The future type

Futures are placeholders for return values of asynchronous methods calls.

Future values are produced by asynchronous method calls (see Asynchronous method calls). The current process can suspend itself until a future is resolved, i.e., until the return value of the asynchronous method call is available (see Await (statement)). The get expression returns the value of a future (see Get). In case the future is not yet resolved, the get expression blocks the current cog.

Example:

Fut<Int> f = o!add(2, 3); ①
await f?; ②
Int result = f.get; ③
① This statement defines a future variable f to hold the integer result of the method call to add.
② The await statement suspends the current process until f is resolved.
③ The get expression returns the value computed by the add call.

Futures are first-class values that can be stored and passed around. In case only the return value of the method call is needed and not the future itself, a shorthand can be used that combines the above three statements:

Int result = await o!add(2, 3); ①
① This statement invokes add, suspends the current process until the result is available, then stores it in result.

The destiny type

Note

This feature is currently only available in the Erlang backend.

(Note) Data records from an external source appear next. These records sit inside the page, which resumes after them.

//! Schema linkage and materialization for schemalink.
//!
//! This crate provides:
//! - [`SchemaLoader`] - Loads modules into a global index and materializes
//!   schemas
//! - [`read_module`] - Declaration intake (raw tree → typed declarations)
//! - [`ExpressionService`] - The seam to an expression language, with a
//!   small reference implementation in [`PathExpressionService`]
//! - [`LoaderConfig`] and [`ImportContext`] - Loader and per-load settings
//!
//! # Pipeline
//!
//! ```text
//! intake → link (register, resolve bases, specialize) → linearize
//!        → [top-level only] order (expressions, pointer checks) → materialize
//! ```

#![warn(missing_docs)]
#![warn(clippy::all)]
#![warn(clippy::pedantic)]

pub mod builtins;
pub mod config;
pub mod context;
pub mod expr;
pub mod intake;
mod linearize;
mod linker;
pub mod loader;
mod materialize;
mod order;
mod specialize;

pub use config::LoaderConfig;
pub use context::ImportContext;
pub use expr::{
    ExprContext, ExprError, ExprTree, ExpressionResolver, ExpressionService,
    PathExpressionService, ResolvedComputable, ResultColumn,
};
pub use intake::{RawModule, read_module};
pub use loader::SchemaLoader;
//! The read phase: registers one module's declarations and links names.
//!
//! Every declaration is registered before any name is resolved, so
//! declarations may refer to each other in any order within a module.
//! Bases resolve against the module's namespace, link uses are specialized,
//! and expressions are stored for the ordering phase.

use schemalink_foundation::{Error, Name, Result, ResultExt};
use schemalink_schema::{
    Atom, Computable, Concept, ConstraintSet, Link, LinkProperty, Namespace, Prototype,
    PrototypeKind, SchemaIndex, SourceIndex,
};
use tracing::debug;

use crate::builtins;
use crate::intake::{RawAtom, RawComputable, RawConcept, RawIndex, RawLink, RawLinkProperty, RawModule};
use crate::specialize::{add_abstract_constraint, add_constraint};

/// Mutable view of the global index from inside one module.
pub(crate) struct Linker<'a> {
    pub(crate) index: &'a mut SchemaIndex,
    pub(crate) ns: &'a mut Namespace,
}

impl<'a> Linker<'a> {
    pub(crate) fn new(index: &'a mut SchemaIndex, ns: &'a mut Namespace) -> Self {
        Self { index, ns }
    }

    /// Adds a declaration to the index and records it for this load.
    pub(crate) fn register(&mut self, proto: impl Into<Prototype>) -> Result<Name> {
        let proto = proto.into();
        let name = proto.name().clone();
        self.index.add(proto)?;
        self.ns.record(name.clone());
        Ok(name)
    }

    fn resolve_base(&self, name: &Name, base: &str, kind: PrototypeKind) -> Result<Name> {
        self.ns
            .resolve_opt(self.index, base, &[kind])
            .ok_or_else(|| Error::unresolved_base(name, base))
    }

    fn resolve_bases(
        &self,
        name: &Name,
        extends: &[String],
        kind: PrototypeKind,
        root: Option<Name>,
    ) -> Result<Vec<Name>> {
        if extends.is_empty() {
            return Ok(root.filter(|r| r != name).into_iter().collect());
        }
        extends
            .iter()
            .map(|base| self.resolve_base(name, base, kind))
            .collect()
    }

    /// Registers and links every declaration of `module`.
    pub(crate) fn read(&mut self, module: RawModule) -> Result<()> {
        let count = module.len();
        self.read_atoms(module.atoms)?;
        self.read_link_properties(module.link_properties)?;
        self.read_links(module.links)?;
        self.read_concepts(module.concepts)?;
        debug!(module = %self.ns.current, declarations = count, "read module");
        Ok(())
    }

    // =========================================================================
    // Atoms
    // =========================================================================

    fn read_atoms(&mut self, atoms: Vec<RawAtom>) -> Result<()> {
        let mut pending = Vec::with_capacity(atoms.len());
        for raw in atoms {
            let name = self.ns.qualify(&raw.name);
            let mut constraints = ConstraintSet::new();
            for c in raw.constraints {
                if !c.is_atom_constraint() {
                    return Err(Error::invalid_constraint(format!(
                        "`{}` is not an atom constraint",
                        c.kind()
                    )))
                    .in_declaration(|| format!("atom {name}"), &raw.provenance);
                }
                constraints.add(c);
            }
            let atom = Atom::new(name.clone(), raw.provenance.clone())
                .with_attrs(raw.attrs)
                .with_constraints(constraints);
            self.register(atom)
                .in_declaration(|| format!("atom {name}"), &raw.provenance)?;
            pending.push((name, raw.extends, raw.provenance));
        }

        for (name, extends, prov) in pending {
            let Some(base) = extends else {
                continue;
            };
            let base = self
                .resolve_base(&name, &base, PrototypeKind::Atom)
                .in_declaration(|| format!("atom {name}"), &prov)?;
            if let Some(atom) = self.index.get_mut(&name).and_then(Prototype::as_atom_mut) {
                atom.base = Some(base);
            }
        }
        Ok(())
    }

    // =========================================================================
    // Link properties
    // =========================================================================

    fn read_link_properties(&mut self, props: Vec<RawLinkProperty>) -> Result<()> {
        let mut pending = Vec::with_capacity(props.len());
        for raw in props {
            let name = self.ns.qualify(&raw.name);
            let prop = LinkProperty::generic(name.clone(), raw.provenance.clone()).with_attrs(raw.attrs);
            self.register(prop)
                .in_declaration(|| format!("link property {name}"), &raw.provenance)?;
            pending.push((name, raw.extends, raw.provenance));
        }

        for (name, extends, prov) in pending {
            let bases = self
                .resolve_bases(
                    &name,
                    &extends,
                    PrototypeKind::LinkProperty,
                    Some(builtins::root_property()),
                )
                .in_declaration(|| format!("link property {name}"), &prov)?;
            if let Some(prop) = self
                .index
                .get_mut(&name)
                .and_then(Prototype::as_link_property_mut)
            {
                prop.bases = bases;
            }
        }
        Ok(())
    }

    // =========================================================================
    // Links
    // =========================================================================

    fn read_links(&mut self, links: Vec<RawLink>) -> Result<()> {
        let mut pending = Vec::with_capacity(links.len());
        for raw in links {
            let name = self.ns.qualify(&raw.name);
            let describe = || format!("link {name}");
            let mut link = Link::generic(name.clone(), raw.provenance.clone()).with_attrs(raw.attrs.clone());
            for c in raw.constraints.iter().cloned() {
                if c.is_atom_constraint() {
                    return Err(Error::invalid_constraint(format!(
                        "`{}` needs a target atom; declare it where the link is used",
                        c.kind()
                    )))
                    .in_declaration(describe, &raw.provenance);
                }
                add_constraint(&mut link.own_constraints, c, None)
                    .in_declaration(describe, &raw.provenance)?;
            }
            for c in raw.abstract_constraints.iter().cloned() {
                add_abstract_constraint(&mut link.own_abstract_constraints, c, None)
                    .in_declaration(describe, &raw.provenance)?;
            }
            self.register(link).in_declaration(describe, &raw.provenance)?;
            pending.push((name, raw));
        }

        for (name, raw) in pending {
            let describe = || format!("link {name}");
            let bases = self
                .resolve_bases(&name, &raw.extends, PrototypeKind::Link, Some(builtins::root_link()))
                .in_declaration(describe, &raw.provenance)?;
            if let Some(link) = self.index.get_mut(&name).and_then(Prototype::as_link_mut) {
                link.bases = bases;
            }
            for prop in raw.properties {
                let prov = prop.provenance.clone();
                let prop_name = prop.name.clone();
                self.property_use(&name, None, prop)
                    .in_declaration(|| format!("property {prop_name}"), &prov)
                    .in_declaration(describe, &raw.provenance)?;
            }
            for computable in raw.computables {
                self.read_computable(&name, PrototypeKind::LinkProperty, computable)
                    .in_declaration(describe, &raw.provenance)?;
            }
            let indexes = Self::indexes(raw.indexes);
            if let Some(link) = self.index.get_mut(&name).and_then(Prototype::as_link_mut) {
                link.own_indexes = indexes;
            }
        }
        Ok(())
    }

    // =========================================================================
    // Concepts
    // =========================================================================

    fn read_concepts(&mut self, concepts: Vec<RawConcept>) -> Result<()> {
        let mut pending = Vec::with_capacity(concepts.len());
        for raw in concepts {
            let name = self.ns.qualify(&raw.name);
            let concept = Concept::new(name.clone(), raw.provenance.clone()).with_attrs(raw.attrs.clone());
            self.register(concept)
                .in_declaration(|| format!("concept {name}"), &raw.provenance)?;
            pending.push((name, raw));
        }

        for (name, raw) in pending {
            let describe = || format!("concept {name}");
            let root = (name != builtins::base_object()).then(builtins::root_concept);
            let bases = self
                .resolve_bases(&name, &raw.extends, PrototypeKind::Concept, root)
                .in_declaration(describe, &raw.provenance)?;
            if let Some(concept) = self.index.get_mut(&name).and_then(Prototype::as_concept_mut) {
                concept.bases = bases;
            }
            for link in raw.links {
                let prov = link.provenance.clone();
                let link_name = link.name.clone();
                self.link_use(&name, link)
                    .in_declaration(|| format!("link {link_name}"), &prov)
                    .in_declaration(describe, &raw.provenance)?;
            }
            for computable in raw.computables {
                self.read_computable(&name, PrototypeKind::Link, computable)
                    .in_declaration(describe, &raw.provenance)?;
            }
            let indexes = Self::indexes(raw.indexes);
            if let Some(concept) = self.index.get_mut(&name).and_then(Prototype::as_concept_mut) {
                concept.own_indexes = indexes;
            }
        }
        Ok(())
    }

    // =========================================================================
    // Shared
    // =========================================================================

    /// Registers an unresolved computable on `source`.
    ///
    /// The pointer name resolves to an existing generic pointer of
    /// `pointer_kind` if there is one; otherwise it is qualified to the
    /// current module and the generic pointer is created once the
    /// computable's type is known.
    fn read_computable(
        &mut self,
        source: &Name,
        pointer_kind: PrototypeKind,
        raw: RawComputable,
    ) -> Result<Name> {
        let describe = || format!("computable {}", raw.name);
        let pointer = match self.ns.resolve_opt(self.index, &raw.name, &[pointer_kind]) {
            Some(pointer) => pointer,
            None if Name::is_qualified(&raw.name) => {
                return Err(Error::unresolved_name(&raw.name)).in_declaration(describe, &raw.provenance);
            }
            None => self.ns.qualify(&raw.name),
        };

        let clashes = self.index.get(source).is_some_and(|p| match p {
            Prototype::Concept(c) => c.own_pointers.contains_key(&pointer),
            Prototype::Link(l) => l.own_pointers.contains_key(&pointer),
            _ => false,
        });
        if clashes {
            return Err(Error::duplicate_name(format!(
                "{source} already declares pointer {pointer}"
            )))
            .in_declaration(describe, &raw.provenance);
        }

        let mut computable = Computable::new(source, &pointer, raw.expression, raw.provenance.clone());
        computable.title = raw.title;
        computable.description = raw.description;
        let name = self
            .register(computable)
            .in_declaration(describe, &raw.provenance)?;
        self.add_pointer(source, pointer, name.clone());
        Ok(name)
    }

    /// Records `declaration` under `pointer` on a concept or link.
    pub(crate) fn add_pointer(&mut self, source: &Name, pointer: Name, declaration: Name) {
        match self.index.get_mut(source) {
            Some(Prototype::Concept(c)) => c.add_pointer(pointer, declaration),
            Some(Prototype::Link(l)) => l.add_pointer(pointer, declaration),
            _ => {}
        }
    }

    fn indexes(raw: Vec<RawIndex>) -> Vec<SourceIndex> {
        let mut out: Vec<SourceIndex> = Vec::with_capacity(raw.len());
        for index in raw {
            let index = SourceIndex::new(index.expr, index.provenance);
            if !out.contains(&index) {
                out.push(index);
            }
        }
        out
    }
}
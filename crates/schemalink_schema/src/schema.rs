//! The materialized schema.

use schemalink_foundation::{Error, Name, Result};

use crate::BUILTIN_MODULE;
use crate::index::{Iterate, SchemaIndex};
use crate::kind::PrototypeKind;
use crate::proto::{Atom, Computable, Concept, Link, LinkProperty, Prototype};

/// A fully linked, read-only schema.
///
/// Every reference held by a declaration in the schema resolves to a
/// declaration in the same schema. Builtin declarations are present but
/// hidden from lookups unless requested.
#[derive(Clone, Debug)]
pub struct Schema {
    index: SchemaIndex,
    main_module: Option<String>,
    include_builtin: bool,
}

impl Schema {
    /// Wraps a validated index.
    #[must_use]
    pub fn new(index: SchemaIndex, main_module: Option<String>, include_builtin: bool) -> Self {
        Self {
            index,
            main_module,
            include_builtin,
        }
    }

    /// The underlying index, builtins included.
    #[must_use]
    pub fn index(&self) -> &SchemaIndex {
        &self.index
    }

    /// The module this schema was loaded for.
    #[must_use]
    pub fn main_module(&self) -> Option<&str> {
        self.main_module.as_deref()
    }

    /// Returns true if builtins are visible by default.
    #[must_use]
    pub fn includes_builtin(&self) -> bool {
        self.include_builtin
    }

    fn candidates(&self, name: &str) -> Vec<Name> {
        if let Some(qualified) = Name::parse(name) {
            return vec![qualified];
        }
        let mut out = Vec::new();
        if let Some(main) = &self.main_module {
            out.push(Name::new(main.clone(), name));
        }
        out.push(Name::new(BUILTIN_MODULE, name));
        out
    }

    fn visible(&self, name: &Name, include_builtin: bool) -> bool {
        include_builtin || self.include_builtin || name.module() != BUILTIN_MODULE
    }

    /// Looks up a declaration by qualified name, or by local name in the
    /// main module and then the builtin module.
    ///
    /// # Errors
    ///
    /// Returns `UnresolvedName` if no visible declaration of `kind` matches.
    pub fn get(
        &self,
        name: &str,
        kind: Option<PrototypeKind>,
        include_builtin: bool,
    ) -> Result<&Prototype> {
        self.get_opt(name, kind, include_builtin)
            .ok_or_else(|| Error::unresolved_name(name))
    }

    /// Like [`Schema::get`], returning `None` instead of an error.
    #[must_use]
    pub fn get_opt(
        &self,
        name: &str,
        kind: Option<PrototypeKind>,
        include_builtin: bool,
    ) -> Option<&Prototype> {
        self.candidates(name)
            .into_iter()
            .filter(|n| self.visible(n, include_builtin))
            .find_map(|n| {
                self.index
                    .get(&n)
                    .filter(|p| kind.is_none_or(|k| p.kind() == k))
            })
    }

    /// Iterates declarations in insertion order.
    #[must_use]
    pub fn iterate(
        &self,
        kind: Option<PrototypeKind>,
        include_builtin: bool,
        include_automatic: bool,
    ) -> Iterate<'_> {
        self.index.iterate(
            kind,
            include_builtin || self.include_builtin,
            include_automatic,
        )
    }

    /// Number of visible, non-automatic declarations.
    #[must_use]
    pub fn len(&self) -> usize {
        self.iterate(None, false, false).count()
    }

    /// Returns true if nothing visible is declared.
    #[must_use]
    pub fn is_empty(&self) -> bool {
        self.len() == 0
    }

    fn typed<'a, T>(
        &'a self,
        name: &str,
        kind: PrototypeKind,
        cast: impl FnOnce(&'a Prototype) -> Option<&'a T>,
    ) -> Result<&'a T> {
        self.get(name, Some(kind), false).and_then(|p| {
            cast(p).ok_or_else(|| Error::internal(format!("{name} is not a {kind}")))
        })
    }

    /// Looks up an atom.
    ///
    /// # Errors
    ///
    /// Returns `UnresolvedName` if there is no such atom.
    pub fn atom(&self, name: &str) -> Result<&Atom> {
        self.typed(name, PrototypeKind::Atom, Prototype::as_atom)
    }

    /// Looks up a concept.
    ///
    /// # Errors
    ///
    /// Returns `UnresolvedName` if there is no such concept.
    pub fn concept(&self, name: &str) -> Result<&Concept> {
        self.typed(name, PrototypeKind::Concept, Prototype::as_concept)
    }

    /// Looks up a link.
    ///
    /// # Errors
    ///
    /// Returns `UnresolvedName` if there is no such link.
    pub fn link(&self, name: &str) -> Result<&Link> {
        self.typed(name, PrototypeKind::Link, Prototype::as_link)
    }

    /// Looks up a link property.
    ///
    /// # Errors
    ///
    /// Returns `UnresolvedName` if there is no such link property.
    pub fn link_property(&self, name: &str) -> Result<&LinkProperty> {
        self.typed(name, PrototypeKind::LinkProperty, Prototype::as_link_property)
    }

    /// Looks up a computable.
    ///
    /// # Errors
    ///
    /// Returns `UnresolvedName` if there is no such computable.
    pub fn computable(&self, name: &str) -> Result<&Computable> {
        self.typed(name, PrototypeKind::Computable, Prototype::as_computable)
    }

    /// Every declaration of a concept's pointer, one per target.
    ///
    /// `pointer` may be qualified, or a local name; local names prefer the
    /// concept's own module.
    ///
    /// # Errors
    ///
    /// Returns `UnresolvedName` if the concept or pointer does not exist.
    pub fn pointer_set(&self, concept: &str, pointer: &str) -> Result<Vec<&Prototype>> {
        let c = self.concept(concept)?;
        let key = match Name::parse(pointer) {
            Some(q) => c.pointers.get_key_value(&q).map(|(k, _)| k),
            None => c
                .pointers
                .keys()
                .filter(|k| k.name() == pointer)
                .min_by_key(|k| k.module() != c.name.module()),
        }
        .ok_or_else(|| Error::unresolved_name(format!("{}.{pointer}", c.name)))?;

        c.pointers[key]
            .iter()
            .map(|decl| {
                self.index
                    .get(decl)
                    .ok_or_else(|| Error::unresolved_name(decl))
            })
            .collect()
    }

    /// The first declaration of a concept's pointer.
    ///
    /// # Errors
    ///
    /// Returns `UnresolvedName` if the concept or pointer does not exist.
    pub fn pointer(&self, concept: &str, pointer: &str) -> Result<&Prototype> {
        self.pointer_set(concept, pointer)?
            .into_iter()
            .next()
            .ok_or_else(|| Error::unresolved_name(format!("{concept}.{pointer}")))
    }

    /// Returns true if `child` is `ancestor` or inherits from it.
    #[must_use]
    pub fn is_subclass(&self, child: &Name, ancestor: &Name) -> bool {
        self.index.is_subclass(child, ancestor)
    }
}
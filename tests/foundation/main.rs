//! Integration tests for Layer 0: Foundation
//!
//! Tests for core types: Name, RawValue, source positions, and Error.

mod errors;
mod names;
mod values;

The Destiny type is the type of the destiny expression, see Destiny (expression). Thus, its values are also futures:

Unit myMethod() {
    Destiny x = destiny;
}

The Destiny type is a supertype of all future types. For example, values of any future type Fut<T> can implicitly be cast to the Destiny type:

Destiny f = this!myMethod();

The Destiny type supports all boolean comparisons that Fut<T> types support. Thus, one can use it to compare futures even across different future types to identify asynchronous method calls:

Destiny f = this!myMethod();
Fut<Int> g = this!myMethod();
assert(f == f && f != g);

The Get-Expression of a Destiny value is typed by the internal type Bottom that has no values. Thus, it is permitted to synchronize on a future typed by Destiny but one can not extract its result:

Int myMethod() {
    Destiny f = destiny;
    f.get; ①
    await f?; ②
    Int x = f.get; ③
    return 42;
}
① This is permitted but results in a deadlock, as the method is now synchronizing on its own completion.
② Applying await to a Destiny value is also permitted but in this case it has the same deadlock problem.
③ This will result in a compile-time error.